SAR by NMR: Putting the Pieces Together
Abstract
It has been nearly ten years since the introduction of SAR by NMR and the advent of fragment-based drug design. During this time, we have gained a tremendous amount of knowledge about protein druggability, the limits of chemical diversity, and crafting high-affinity ligands from low molecular weight, weakly binding leads. This review will describe the concept of fragment-based drug design, discuss why it works, and illustrate the power of the approach with two case studies on the design of potent inhibitors of matrix metalloproteinases and Bcl-2 family proteins.
Introduction
The goal of all pharmaceutical research is to modulate the activity of a particular target or targets such that a therapeutically beneficial response is evoked—that is, molecular intervention. This is, of course, an exceedingly complex process that can be reduced to two very fundamental questions. First, what are the targets that, if sufficiently modulated, will alter either the onset or progression of human disease? And second, what targets can be modulated with known therapeutic approaches? These questions can be recast as the attempt to identify molecular targets that are both disease modifying and “druggable” (i.e., able to bind to a drug with high specificity) (1). Although the notion of druggability is certainly expanding with the advent of protein and RNA therapeutics (2, 3), the bulk of drug discovery research is dedicated to the identification of small, organic molecules that can interfere with protein function. Early drug discovery entailed the in vivo evaluation of a relatively small number of organic compounds. This, in fact, was a rigid a priori requirement that any molecular targets involved in the observed phenotype were in fact both disease modifying and druggable. This systems-centered or holistic approach (Figure 1⇓) was the basis for the discovery of many highly successful drugs, including the blockbluster (i.e., billion-dollar selling) valproic acid for bipolar disorder. Such a strategy, however, placed severe requirements not only on the number of compounds that could be evaluated (limiting the chemical diversity that could be sampled), but also on the properties of the compounds (e.g., bioavailability, solubility, potency, etc.) that can otherwise be addressed with medicinal chemistry. In addition, it was often the case that the molecular target responsible for the observed phenotype remained unknown, hampering efforts to understand the biological mechanism of action of the therapeutic agent under study. In fact, the enzymes targeted by valproic acid (e.g., histone deacetylases) have only recently been identified (4, 5).
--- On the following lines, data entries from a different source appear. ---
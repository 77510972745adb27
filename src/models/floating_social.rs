use chrono::{DateTime, Utc};
use serde::{Deserialize, Serialize};
use uuid::Uuid;

use super::ImageOwner;

/// Floating contact/social button (WhatsApp, Telegram, ...)
#[derive(Debug, Clone, Serialize, Deserialize, PartialEq)]
#[serde(rename_all = "camelCase")]
pub struct FloatingSocial {
    pub id: Uuid,
    pub name: String,
    pub image_url: String,
    pub link_url: String,
    pub is_active: bool,
    pub order: i64,
    pub created_at: DateTime<Utc>,
    pub updated_at: DateTime<Utc>,
}

#[derive(Debug, Clone)]
pub struct FloatingSocialCreateRequest {
    pub name: String,
    pub image_url: String,
    pub link_url: String,
    pub is_active: bool,
    pub order: i64,
}

#[derive(Debug, Clone, Default)]
pub struct FloatingSocialUpdateRequest {
    pub name: Option<String>,
    pub image_url: Option<String>,
    pub link_url: Option<String>,
    pub is_active: Option<bool>,
    pub order: Option<i64>,
}

impl ImageOwner for FloatingSocial {
    fn image_paths(&self) -> Vec<&str> {
        vec![self.image_url.as_str()]
    }
}
//! Repository trait definitions
//!
//! Every collection repository implements [`Repository`], which gives the
//! web layer one CRUD contract regardless of table layout.

use async_trait::async_trait;

use crate::errors::RepositoryResult;

/// Core repository trait providing CRUD operations
///
/// # Type Parameters
///
/// * `T` - The entity type (e.g. Game, Promotion)
/// * `ID` - The identifier type (Uuid for every collection here)
#[async_trait]
pub trait Repository<T, ID: Send + 'static>: Send + Sync {
    /// Request type for creating new entities
    type CreateRequest;
    /// Request type for updating existing entities
    type UpdateRequest;
    /// Query type for filtering listings
    type Query;

    /// Find an entity by its ID
    ///
    /// * `Ok(Some(T))` - Entity found
    /// * `Ok(None)` - Entity not found
    async fn find_by_id(&self, id: ID) -> RepositoryResult<Option<T>>;

    /// Find every entity matching a query
    async fn find_all(&self, query: Self::Query) -> RepositoryResult<Vec<T>>;

    /// Create a new entity with generated ID and timestamps
    async fn create(&self, request: Self::CreateRequest) -> RepositoryResult<T>;

    /// Apply the provided fields of `request` to an existing entity
    ///
    /// Returns `RepositoryError::RecordNotFound` when `id` is unknown.
    async fn update(&self, id: ID, request: Self::UpdateRequest) -> RepositoryResult<T>;

    /// Delete an entity by ID, returning the removed row
    ///
    /// Returns `RepositoryError::RecordNotFound` when `id` is unknown.
    async fn delete(&self, id: ID) -> RepositoryResult<T>;

    /// Count entities matching a query
    async fn count(&self, query: Self::Query) -> RepositoryResult<u64>;

    /// Check if an entity exists by ID
    async fn exists(&self, id: ID) -> RepositoryResult<bool> {
        Ok(self.find_by_id(id).await?.is_some())
    }
}

/// Repositories whose records carry an on/off flag
#[async_trait]
pub trait ToggleRepository<T, ID: Send + 'static>: Repository<T, ID> {
    /// Set the flag, or flip it when `value` is `None`
    async fn set_active(&self, id: ID, value: Option<bool>) -> RepositoryResult<T>;
}

/// Paginated result wrapper
#[derive(Debug, Clone)]
pub struct PaginatedResult<T> {
    pub items: Vec<T>,
    pub total_count: u64,
    pub page: u32,
    pub limit: u32,
}

/// Repositories that can page through large listings
#[async_trait]
pub trait PaginatedRepository<T, ID: Send + 'static>: Repository<T, ID> {
    async fn find_paginated(
        &self,
        query: Self::Query,
        page: u32,
        limit: u32,
    ) -> RepositoryResult<PaginatedResult<T>>;
}
//! Error type definitions for the gamesite admin service

use thiserror::Error;

/// Top-level application error type
///
/// Handlers return `AppResult<T>`; the web layer maps each variant onto an
/// HTTP status in `web::responses::handle_error`.
#[derive(Error, Debug)]
pub enum AppError {
    /// Repository layer errors
    #[error("Repository error: {0}")]
    Repository(#[from] RepositoryError),

    /// Upload storage errors
    #[error("Storage error: {0}")]
    Storage(#[from] StorageError),

    /// Game aggregator errors
    #[error("Game launch error: {0}")]
    GameLaunch(#[from] GameLaunchError),

    /// Validation errors
    #[error("Validation error: {message}")]
    Validation { message: String },

    /// Resource not found errors
    #[error("Not found: {resource} with id {id}")]
    NotFound { resource: String, id: String },

    /// Generic internal errors
    #[error("Internal error: {message}")]
    Internal { message: String },
}

/// Repository layer specific errors
#[derive(Error, Debug)]
pub enum RepositoryError {
    /// Underlying SQLx failure
    #[error("Database error: {0}")]
    Database(#[from] sqlx::Error),

    /// JSON column serialization/deserialization failures
    #[error("Serialization failed: {0}")]
    SerializationFailed(#[from] serde_json::Error),

    /// Constraint violations (unique, check)
    #[error("Constraint violation: {constraint} - {message}")]
    ConstraintViolation { constraint: String, message: String },

    /// Record not found
    #[error("Record not found: {table} with {field} = {value}")]
    RecordNotFound {
        table: String,
        field: String,
        value: String,
    },

    /// Stored value could not be decoded into its model type
    #[error("Invalid stored value in {column}: {message}")]
    Decode { column: String, message: String },
}

/// Upload storage errors
#[derive(Error, Debug)]
pub enum StorageError {
    #[error("IO error: {0}")]
    Io(#[from] std::io::Error),

    /// Path escapes the uploads directory or does not use the public prefix
    #[error("Invalid upload path: {path}")]
    InvalidPath { path: String },

    /// Uploaded part is not an image
    #[error("Unsupported content type: {content_type}")]
    UnsupportedContentType { content_type: String },

    #[error("Uploaded file is empty")]
    Empty,
}

/// Classified failures of the outbound game launch call
#[derive(Error, Debug, Clone)]
pub enum GameLaunchError {
    /// Connection refused, DNS failure or timeout
    #[error("Game aggregator unreachable: {message}")]
    Unreachable { message: String },

    /// Aggregator answered with a non-success status
    #[error("Game aggregator rejected request with HTTP {status}")]
    Rejected { status: u16, body: String },

    /// Aggregator answered 2xx but no launch URL could be found
    #[error("Game aggregator returned no launch URL")]
    MalformedResponse { body: String },

    /// HTTP client could not be constructed
    #[error("Game launch client misconfigured: {message}")]
    Configuration { message: String },
}

impl AppError {
    /// Create a validation error with a custom message
    pub fn validation<S: Into<String>>(message: S) -> Self {
        Self::Validation {
            message: message.into(),
        }
    }

    /// Create a not found error for a specific resource
    pub fn not_found<R: Into<String>, I: Into<String>>(resource: R, id: I) -> Self {
        Self::NotFound {
            resource: resource.into(),
            id: id.into(),
        }
    }

    /// Create an internal error
    pub fn internal<S: Into<String>>(message: S) -> Self {
        Self::Internal {
            message: message.into(),
        }
    }
}

impl RepositoryError {
    /// Create a record not found error
    pub fn record_not_found<T: Into<String>, F: Into<String>, V: Into<String>>(
        table: T,
        field: F,
        value: V,
    ) -> Self {
        Self::RecordNotFound {
            table: table.into(),
            field: field.into(),
            value: value.into(),
        }
    }

    /// Create a constraint violation error
    pub fn constraint_violation<C: Into<String>, M: Into<String>>(
        constraint: C,
        message: M,
    ) -> Self {
        Self::ConstraintViolation {
            constraint: constraint.into(),
            message: message.into(),
        }
    }

    /// Create a decode error for a column holding an unexpected value
    pub fn decode<C: Into<String>, M: Into<String>>(column: C, message: M) -> Self {
        Self::Decode {
            column: column.into(),
            message: message.into(),
        }
    }

    /// Classify a write error, turning SQLite unique violations into
    /// `ConstraintViolation` keyed by the offending column.
    ///
    /// SQLite reports these as `UNIQUE constraint failed: games.game_id`.
    pub fn from_write(err: sqlx::Error) -> Self {
        if let Some(db_err) = err.as_database_error() {
            if db_err.is_unique_violation() {
                let column = db_err
                    .message()
                    .rsplit(['.', ' '])
                    .next()
                    .unwrap_or("value")
                    .to_string();
                let message = format!("{} already exists", column);
                return Self::constraint_violation(column, message);
            }
        }
        Self::Database(err)
    }
}

impl GameLaunchError {
    /// Stable machine-readable name for the error class
    pub fn kind(&self) -> &'static str {
        match self {
            Self::Unreachable { .. } => "upstream_unreachable",
            Self::Rejected { .. } => "upstream_rejected",
            Self::MalformedResponse { .. } => "malformed_response",
            Self::Configuration { .. } => "configuration",
        }
    }

    /// Upstream body to relay back to the caller, when one was received
    pub fn upstream_body(&self) -> Option<&str> {
        match self {
            Self::Rejected { body, .. } | Self::MalformedResponse { body } => Some(body),
            _ => None,
        }
    }

    /// Whether another attempt could plausibly succeed
    pub fn is_retryable(&self) -> bool {
        match self {
            Self::Unreachable { .. } => true,
            Self::Rejected { status, .. } => *status >= 500,
            Self::MalformedResponse { .. } | Self::Configuration { .. } => false,
        }
    }
}
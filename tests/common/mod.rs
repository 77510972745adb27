#![allow(dead_code)]

use axum::{
    body::Body,
    extract::State,
    http::{Method, Request, StatusCode},
    routing::post,
    Router,
};
use serde_json::{json, Value};
use sqlx::{Pool, Sqlite};
use std::sync::{
    atomic::{AtomicU32, Ordering},
    Arc,
};
use tempfile::TempDir;
use tower::ServiceExt;

use gamesite_admin::{
    config::{Config, DatabaseConfig},
    database::Database,
    web::{build_router, AppState},
};

/// Smallest byte string `image::guess_format` recognises as a GIF
pub const GIF: &[u8] = b"GIF89a\x01\x00\x01\x00\x00\x00\x00;";

pub struct TestApp {
    pub router: Router,
    pub pool: Pool<Sqlite>,
    pub uploads: TempDir,
    /// Holds the database file for file-backed apps
    pub data: Option<TempDir>,
}

impl TestApp {
    /// Files currently in the uploads directory
    pub fn upload_files(&self) -> Vec<String> {
        let mut names: Vec<String> = std::fs::read_dir(self.uploads.path())
            .map(|entries| {
                entries
                    .filter_map(|e| e.ok())
                    .map(|e| e.file_name().to_string_lossy().into_owned())
                    .collect()
            })
            .unwrap_or_default();
        names.sort();
        names
    }

    /// Whether a public `/uploads/...` path exists on disk
    pub fn upload_exists(&self, public_path: &str) -> bool {
        let name = public_path.trim_start_matches("/uploads/");
        self.uploads.path().join(name).exists()
    }

    pub async fn count_rows(&self, table: &str) -> i64 {
        sqlx::query_scalar(&format!("SELECT COUNT(*) FROM {}", table))
            .fetch_one(&self.pool)
            .await
            .unwrap()
    }
}

/// App whose aggregator endpoint points at a closed local port
pub async fn test_app() -> TestApp {
    test_app_with_endpoint("http://127.0.0.1:9/getgameurl").await
}

pub async fn test_app_with_endpoint(endpoint: &str) -> TestApp {
    let database = DatabaseConfig {
        url: "sqlite::memory:".to_string(),
        max_connections: Some(1),
    };
    build_app(endpoint, database, None).await
}

/// App backed by a database file with a pool of `connections`, so that
/// concurrent requests run on separate connections
pub async fn test_app_on_disk(connections: u32) -> TestApp {
    let data = tempfile::tempdir().unwrap();
    let database = DatabaseConfig {
        url: format!("sqlite://{}", data.path().join("admin.db").display()),
        max_connections: Some(connections),
    };
    build_app("http://127.0.0.1:9/getgameurl", database, Some(data)).await
}

async fn build_app(endpoint: &str, database: DatabaseConfig, data: Option<TempDir>) -> TestApp {
    let uploads = tempfile::tempdir().unwrap();

    let mut config = Config::default();
    config.database = database;
    config.storage.uploads_path = uploads.path().to_path_buf();
    config.game_launch.endpoint = endpoint.to_string();
    config.game_launch.token = "secret".to_string();
    config.game_launch.timeout_secs = 2;
    config.game_launch.max_attempts = 1;
    config.game_launch.initial_backoff_ms = 1;
    config.game_launch.max_backoff_ms = 1;

    let database = Database::new(&config.database).await.unwrap();
    database.migrate().await.unwrap();
    let pool = database.pool();

    let state = AppState::new(config, database).unwrap();
    TestApp {
        router: build_router(state),
        pool,
        uploads,
        data,
    }
}

async fn into_json(response: axum::response::Response) -> (StatusCode, Value) {
    let status = response.status();
    let body_bytes = axum::body::to_bytes(response.into_body(), usize::MAX)
        .await
        .unwrap();

    let json: Value = if body_bytes.is_empty() {
        json!({})
    } else {
        serde_json::from_slice(&body_bytes).unwrap_or(json!({}))
    };

    (status, json)
}

/// Send a request with an optional JSON body
pub async fn send_request(
    app: &Router,
    method: Method,
    uri: &str,
    body: Option<Value>,
) -> (StatusCode, Value) {
    let request_builder = Request::builder().method(method).uri(uri);

    let request = if let Some(body) = body {
        request_builder
            .header("content-type", "application/json")
            .body(Body::from(serde_json::to_string(&body).unwrap()))
            .unwrap()
    } else {
        request_builder.body(Body::empty()).unwrap()
    };

    into_json(app.clone().oneshot(request).await.unwrap()).await
}

/// Multipart body builder
#[derive(Default)]
pub struct Multipart {
    body: Vec<u8>,
}

impl Multipart {
    const BOUNDARY: &'static str = "gamesite-test-boundary";

    pub fn new() -> Self {
        Self::default()
    }

    pub fn text(mut self, name: &str, value: &str) -> Self {
        self.body.extend_from_slice(
            format!(
                "--{}\r\nContent-Disposition: form-data; name=\"{}\"\r\n\r\n{}\r\n",
                Self::BOUNDARY,
                name,
                value
            )
            .as_bytes(),
        );
        self
    }

    pub fn file(mut self, name: &str, file_name: &str, content_type: &str, data: &[u8]) -> Self {
        self.body.extend_from_slice(
            format!(
                "--{}\r\nContent-Disposition: form-data; name=\"{}\"; filename=\"{}\"\r\nContent-Type: {}\r\n\r\n",
                Self::BOUNDARY,
                name,
                file_name,
                content_type
            )
            .as_bytes(),
        );
        self.body.extend_from_slice(data);
        self.body.extend_from_slice(b"\r\n");
        self
    }

    /// Attach the sample GIF under `name`
    pub fn image(self, name: &str) -> Self {
        self.file(name, "image.gif", "image/gif", GIF)
    }

    fn finish(mut self) -> Vec<u8> {
        self.body
            .extend_from_slice(format!("--{}--\r\n", Self::BOUNDARY).as_bytes());
        self.body
    }
}

pub async fn send_multipart(
    app: &Router,
    method: Method,
    uri: &str,
    form: Multipart,
) -> (StatusCode, Value) {
    let request = Request::builder()
        .method(method)
        .uri(uri)
        .header(
            "content-type",
            format!("multipart/form-data; boundary={}", Multipart::BOUNDARY),
        )
        .body(Body::from(form.finish()))
        .unwrap();

    into_json(app.clone().oneshot(request).await.unwrap()).await
}

/// Throwaway aggregator answering every call with `status` and `body`
pub struct MockAggregator {
    pub endpoint: String,
    hits: Arc<AtomicU32>,
}

impl MockAggregator {
    pub async fn start(status: StatusCode, body: &'static str) -> Self {
        let hits = Arc::new(AtomicU32::new(0));

        async fn handler(
            State((hits, status, body)): State<(Arc<AtomicU32>, StatusCode, &'static str)>,
        ) -> (StatusCode, &'static str) {
            hits.fetch_add(1, Ordering::SeqCst);
            (status, body)
        }

        let app = Router::new()
            .route("/getgameurl", post(handler))
            .with_state((hits.clone(), status, body));

        let listener = tokio::net::TcpListener::bind("127.0.0.1:0").await.unwrap();
        let addr = listener.local_addr().unwrap();
        tokio::spawn(async move {
            axum::serve(listener, app).await.unwrap();
        });

        Self {
            endpoint: format!("http://{}/getgameurl", addr),
            hits,
        }
    }

    pub fn hits(&self) -> u32 {
        self.hits.load(Ordering::SeqCst)
    }
}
Two different paradigms for drug discovery. The systems-centric (or holistic) approach shown on the left, and the target-centric (or reductionist) approach on the right. In systems-centric drug discovery, compounds are evaluated directly in relevant in vivo models of disease, by necessity requiring intervention with disease modifying, druggable targets. In a target-centric paradigm (denoted on the right with blue lines), a discrete molecular target that is thought to be disease modifying is isolated, and compounds are assessed for their ability to modulate the function of the target in vitro. It is only then that selected functional modulators of the target (agonists or antagonists) are considered for evaluation in vivo.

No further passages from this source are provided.